Ahead of Chansley's bail hearing, his mother told media outlets that he hadn't been eating in the Arizona jail because he'd only eat organic food. The judge ordered the Arizona jail to feed him organic food, as well as for him to be transferred to a jail in Washington, DC, ahead of his trial.

The DC jail hasn't acceded to Chansley's requests for an all-organic diet. In an email sent to Watkins, DC Department of Corrections General Counsel Eric Glover said the department's religious services staff were "unable to find any religious merit pertaining to organic food or diet for Shamanism practitioner." Glover also denied that Chansley had gone seven days without eating.

But Watkins, in his filing, blasted the Department of Corrections decision to deny Chansley organic food, and said it was a grave risk to his health.

"The DC DOC, while appropriately following its protocols and procedures, is clearly without capacity to simultaneously follow ts protocols and procedures, and traverse the temporal period required to do so, and still garner access to sustenance to feed the Defendant before his physical condition spirals reversibly into a medical abyss," Watkins wrote.

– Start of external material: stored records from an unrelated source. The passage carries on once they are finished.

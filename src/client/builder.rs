//! Builder pattern for connection configuration.
//!
//! # Example
//!
//! ```no_run
//! use media_channel::Connection;
//!
//! # fn example() -> media_channel::Result<()> {
//! let connection = Connection::builder()
//!     .origin("ws://192.168.1.20:7000")
//!     .path("/live/cam-1")
//!     .token("token")
//!     .srand("srand")
//!     .build()?;
//! # Ok(())
//! # }
//! ```

// ============================================================================
// Imports
// ============================================================================

use std::fmt;
use std::sync::Arc;
use std::time::Duration;

use url::Url;

use crate::error::{Error, Result};
use crate::transport::{Connector, WebSocketConnector};

use super::Connection;
use super::options::ConnectionOptions;

// ============================================================================
// ConnectionBuilder
// ============================================================================

/// Builder for configuring a [`Connection`].
///
/// Use [`Connection::builder()`] to create a new builder.
#[derive(Default, Clone)]
pub struct ConnectionBuilder {
    /// Scheme, host and port of the media endpoint.
    origin: Option<String>,
    /// Channel options.
    options: ConnectionOptions,
    /// Transport factory (WebSocket when unset).
    connector: Option<Arc<dyn Connector>>,
}

impl fmt::Debug for ConnectionBuilder {
    fn fmt(&self, f: &mut fmt::Formatter<'_>) -> fmt::Result {
        f.debug_struct("ConnectionBuilder")
            .field("origin", &self.origin)
            .field("options", &self.options)
            .field("custom_connector", &self.connector.is_some())
            .finish()
    }
}

// ============================================================================
// ConnectionBuilder Implementation
// ============================================================================

impl ConnectionBuilder {
    /// Creates a new builder with no configuration.
    #[inline]
    #[must_use]
    pub fn new() -> Self {
        Self::default()
    }

    /// Sets the endpoint origin (e.g. `ws://host:port`).
    #[inline]
    #[must_use]
    pub fn origin(mut self, origin: impl Into<String>) -> Self {
        self.origin = Some(origin.into());
        self
    }

    /// Sets the stream path (default `/live`).
    #[inline]
    #[must_use]
    pub fn path(mut self, path: impl Into<String>) -> Self {
        self.options.path = path.into();
        self
    }

    /// Sets the access token.
    #[inline]
    #[must_use]
    pub fn token(mut self, token: impl Into<String>) -> Self {
        self.options.credentials.token = Some(token.into());
        self
    }

    /// Sets the srand value.
    #[inline]
    #[must_use]
    pub fn srand(mut self, srand: impl Into<String>) -> Self {
        self.options.credentials.srand = Some(srand.into());
        self
    }

    /// Sets the handshake timeout (default 30s).
    #[inline]
    #[must_use]
    pub fn open_timeout(mut self, timeout: Duration) -> Self {
        self.options.open_timeout = timeout;
        self
    }

    /// Sets a per-call reply timeout (default none).
    #[inline]
    #[must_use]
    pub fn call_timeout(mut self, timeout: Duration) -> Self {
        self.options.call_timeout = Some(timeout);
        self
    }

    /// Replaces all options at once.
    #[inline]
    #[must_use]
    pub fn options(mut self, options: ConnectionOptions) -> Self {
        self.options = options;
        self
    }

    /// Sets the transport factory.
    #[inline]
    #[must_use]
    pub fn connector(mut self, connector: impl Connector + 'static) -> Self {
        self.connector = Some(Arc::new(connector));
        self
    }

    /// Builds the connection in the `Idle` state.
    ///
    /// # Errors
    ///
    /// - [`Error::Config`] if the origin is missing or not a `ws`/`wss` URL
    /// - [`Error::Config`] if the options are invalid
    pub fn build(self) -> Result<Connection> {
        let origin = self.validate_origin()?;
        self.options.validate().map_err(Error::config)?;

        let connector = self
            .connector
            .unwrap_or_else(|| Arc::new(WebSocketConnector::new()));

        Ok(Connection::new(origin, self.options, connector))
    }
}

// ============================================================================
// Validation
// ============================================================================

impl ConnectionBuilder {
    fn validate_origin(&self) -> Result<String> {
        let origin = self
            .origin
            .as_deref()
            .ok_or_else(|| Error::config("origin is required"))?;

        let parsed = Url::parse(origin).map_err(|e| Error::config(format!("invalid origin {origin:?}: {e}")))?;
        if !matches!(parsed.scheme(), "ws" | "wss") {
            return Err(Error::config(format!(
                "origin scheme must be ws or wss, got {}",
                parsed.scheme()
            )));
        }

        Ok(origin.trim_end_matches('/').to_string())
    }
}

// ============================================================================
// Tests
// ============================================================================

#[cfg(test)]
mod tests {
    use super::*;

    use crate::client::ConnectionState;

    #[test]
    fn test_missing_origin() {
        let err = ConnectionBuilder::new().build().unwrap_err();
        assert!(err.to_string().contains("origin is required"));
    }

    #[test]
    fn test_rejects_http_origin() {
        let err = ConnectionBuilder::new()
            .origin("http://cam:7000")
            .build()
            .unwrap_err();
        assert!(matches!(err, Error::Config { .. }));
    }

    #[test]
    fn test_rejects_invalid_options() {
        let err = ConnectionBuilder::new()
            .origin("ws://cam")
            .open_timeout(Duration::ZERO)
            .build()
            .unwrap_err();
        assert!(matches!(err, Error::Config { .. }));
    }

    #[test]
    fn test_build_is_idle() {
        let connection = ConnectionBuilder::new()
            .origin("ws://cam:7000/")
            .path("/live/cam-1")
            .token("t")
            .build()
            .expect("build");

        assert_eq!(connection.state(), ConnectionState::Idle);
        assert_eq!(connection.origin(), "ws://cam:7000");
        assert!(connection.session_id().is_none());
    }
}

qanon shaman jacob chansley jake angeli capitol riot
Chansley in the Senate chamber.
Win McNamee/Getty Images

A representative for the Washington, DC, Department of Corrections didn't immediately respond to Insider's request for comment.

Chansley has pleaded not guilty to the charges against him. And in the new filing, Watkins suggests former President Donald Trump, not Chansley, is to blame for the Capitol riot.

"The Government appears, in the case of Defendant herein and other peaceful citizens in like position, to be in the unseemly position of having to prosecute folks for taking heed of the call of the former President, believing the former President's words, and doing that which the former President asked to have done."

Watkins also said in the filing that Chansley was "unique postured" to help federal prosecutors with their investigations into the insurrection, as well as help legislators with impeaching Trump.

In a brief filed later Wednesday, federal prosecutors argued against letting Chansley out of jail ahead of his trial.

"The defendant clearly defied the orders of law enforcement officers who were trying to restore order at the Capitol, and indeed escalated the chaos and danger those members of law enforcement," prosecutors wrote. "When faced with the decision whether or not to obey law enforcement, the defendant chose to defy them, and cannot be trusted to follow orders of this Court as a result."